» What the task requires
For every line in the records below that contains the word "parse", add one to a count, and report only that count.

» Information shown
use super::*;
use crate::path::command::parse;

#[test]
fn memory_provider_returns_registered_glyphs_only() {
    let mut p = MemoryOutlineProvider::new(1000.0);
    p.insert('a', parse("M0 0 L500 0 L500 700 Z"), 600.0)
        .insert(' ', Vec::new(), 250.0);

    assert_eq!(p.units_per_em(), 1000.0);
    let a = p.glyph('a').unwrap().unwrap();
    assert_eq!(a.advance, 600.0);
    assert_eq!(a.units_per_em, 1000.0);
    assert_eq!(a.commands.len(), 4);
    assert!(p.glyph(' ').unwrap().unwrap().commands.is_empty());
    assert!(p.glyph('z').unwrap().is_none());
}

» Answer section
2